Excerpts from a dataset:
******
//! The entity model: one structural layout for every actor in a level.
//!
//! All variants (platforms, walls, portal, trapdoor, cat) share the same
//! kinematic and animation fields, dispatched on `EntityKind`; only the cat
//! has controller logic (see `cat`). The `anchor` is the authoritative world
//! position — `coll_rect` and `ani_rect` are derived from it once per
//! `integrate` call and must never be written directly.
//!
//! Animation state lives in an optional `SpriteAnim` binding into the shared
//! animation table: `base` is the first table index owned by this entity's
//! kind, `count` how many follow it, `index` the active one (for the cat
//! this is the state ordinal). Bindings are validated against the table at
//! game construction, so runtime lookups index without checks.

use cjq_core::animation::{Animation, EntityKind, Frame};
use cjq_core::geom::Rect;
use glam::Vec2;

/// All sprite art is authored at quarter size and drawn scaled up.
pub const SPRITE_SCALE: f32 = 4.0;

#[derive(Debug, Clone, Copy, PartialEq, Eq, Default)]
pub enum CatState {
    #[default]
    Idle,
    Run,
    Jump,
    Fall,
}

impl CatState {
    /// One animation sheet per state, bound in this ordinal order.
    pub const COUNT: usize = 4;
}

#[derive(Debug, Clone, Copy, PartialEq)]
pub struct SpriteAnim {
    pub base: usize,
    pub count: usize,
    pub index: usize,
    pub frame_idx: usize,
    pub elapsed_ms: f32,
}

impl SpriteAnim {
    /// Bind to the contiguous run of animations of `kind` in the shared
    /// table. Returns `None` when the table has no sheet for this kind.
    pub fn bind(kind: EntityKind, animations: &[Animation]) -> Option<Self> {
        let base = animations.iter().position(|a| a.kind == kind)?;
        let count = animations[base..]
            .iter()
            .take_while(|a| a.kind == kind)
            .count();
        Some(Self {
            base,
            count,
            index: 0,
            frame_idx: 0,
            elapsed_ms: 0.0,
        })
    }
}

#[derive(Debug, Clone, Copy, PartialEq)]
pub struct Entity {
    pub kind: EntityKind,
    pub facing_right: bool,
    pub state: CatState,

    // kinematics
    pub anchor: Vec2,
    pub velocity: Vec2,
    pub coll_rect: Rect,
    pub coll_offset: Vec2,

    // animation
    pub ani_rect: Rect,
    pub ani_offset: Vec2,
    pub anim: Option<SpriteAnim>,
}

impl Entity {
    fn bare(kind: EntityKind) -> Self {
        Self {
            kind,
            facing_right: false,
            state: CatState::Idle,
            anchor: Vec2::ZERO,
            velocity: Vec2::ZERO,
            coll_rect: Rect::default(),
            coll_offset: Vec2::ZERO,
            ani_rect: Rect::default(),
            ani_offset: Vec2::ZERO,
            anim: None,
        }
    }

    pub fn platform(position: Vec2, width: f32) -> Self {
        let mut platform = Self::bare(EntityKind::Platform);
        platform.anchor = position;
        platform.coll_rect = Rect::new(0.0, 0.0, width, 2.0);
        platform.ani_rect = Rect::new(0.0, 0.0, width, 50.0);
        platform.refresh_rects();
        platform
    }

    pub fn wall(position: Vec2, height: f32, is_left: bool) -> Self {
        let kind = if is_left {
            EntityKind::WallLeft
        } else {
            EntityKind::WallRight
        };
        let mut wall = Self::bare(kind);
        wall.anchor = position;
        wall.coll_rect = Rect::new(0.0, 0.0, 2.0, height);
        wall.ani_rect = Rect::new(0.0, 0.0, 2.0, 50.0);
        wall.refresh_rects();
        wall
    }

    pub fn cat(frame_sz: u32, animations: &[Animation]) -> Self {
        let size = frame_sz as f32 * SPRITE_SCALE;
        let mut cat = Self::bare(EntityKind::Cat);
        cat.facing_right = true;
        cat.ani_offset = Vec2::new(-15.0 * SPRITE_SCALE, -29.0 * SPRITE_SCALE + 2.0);
        cat.ani_rect = Rect::new(0.0, 0.0, size, size);
        cat.coll_offset = Vec2::new(-4.0 * SPRITE_SCALE, -18.0 * SPRITE_SCALE);
        cat.coll_rect = Rect::new(0.0, 0.0, 10.0 * SPRITE_SCALE, 18.0 * SPRITE_SCALE);
        cat.anim = SpriteAnim::bind(EntityKind::Cat, animations);
        cat.refresh_rects();
        cat
    }

    pub fn portal(frame_sz: u32, animations: &[Animation]) -> Self {
        let size = frame_sz as f32 * SPRITE_SCALE;
        let mut portal = Self::bare(EntityKind::Portal);
        portal.coll_offset = Vec2::new(-2.0 + 0.5 * size, -4.0 + size);
        portal.coll_rect = Rect::new(0.0, 0.0, 4.0, 4.0);
        portal.ani_rect = Rect::new(0.0, 0.0, size, size);
        portal.anim = SpriteAnim::bind(EntityKind::Portal, animations);
        portal.refresh_rects();
        portal
    }

    pub fn trapdoor(frame_sz: u32, animations: &[Animation]) -> Self {
        let size = frame_sz as f32 * SPRITE_SCALE;
        let mut trapdoor = Self::bare(EntityKind::Trapdoor);
        trapdoor.ani_rect = Rect::new(0.0, 0.0, size, size);
        trapdoor.anim = SpriteAnim::bind(EntityKind::Trapdoor, animations);
        trapdoor.refresh_rects();
        trapdoor
    }

    /// Explicit Euler step: advance the anchor by `velocity * dt` (ms), then
    /// refresh the derived rectangles. No bounds checks, no other side
    /// effects — replaying identical dt sequences is bit-identical.
    pub fn integrate(&mut self, dt: f32) {
        self.anchor.x += dt * self.velocity.x;
        self.anchor.y += dt * self.velocity.y;
        self.refresh_rects();
    }

    fn refresh_rects(&mut self) {
        self.ani_rect.set_origin(self.anchor + self.ani_offset);
        self.coll_rect.set_origin(self.anchor + self.coll_offset);
    }

    /// Switch the cat's animation state, restarting its clip from frame 0.
    /// Callers check for an actual state change first — re-setting the same
    /// state by value is their no-op, not ours.
    pub fn set_cat_state(&mut self, state: CatState) {
        self.state = state;
        if let Some(anim) = self.anim.as_mut() {
            anim.index = state as usize;
            anim.frame_idx = 0;
            anim.elapsed_ms = 0.0;
        }
    }

    /// Advance the bound animation by one frame if the accumulated elapsed
    /// time exceeds the current frame's duration. Duration 0 freezes the
    /// frame. The remainder is discarded on advance (elapsed resets to 0).
    pub fn advance_frame(&mut self, animations: &[Animation]) {
        let Some(anim) = self.anim.as_mut() else {
            return;
        };
        let ani = &animations[anim.base + anim.index];
        let frame = &ani.frames[anim.frame_idx];
        if frame.duration_ms == 0.0 {
            return;
        }
        if anim.elapsed_ms > frame.duration_ms {
            anim.elapsed_ms = 0.0;
            anim.frame_idx = (anim.frame_idx + 1) % ani.frame_cnt;
        }
    }

    /// Pure frame query: the current frame of the bound animation, mirrored
    /// when the entity faces left. `None` for entities without animation.
    pub fn current_frame(&self, animations: &[Animation]) -> Option<Frame> {
        let anim = self.anim.as_ref()?;
        let frame = animations[anim.base + anim.index].frames[anim.frame_idx];
        if self.facing_right {
            Some(frame)
        } else {
            Some(frame.mirrored())
        }
    }
}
******
Please find how many lines in the records hold "mirrored", then give that number with nothing else.

2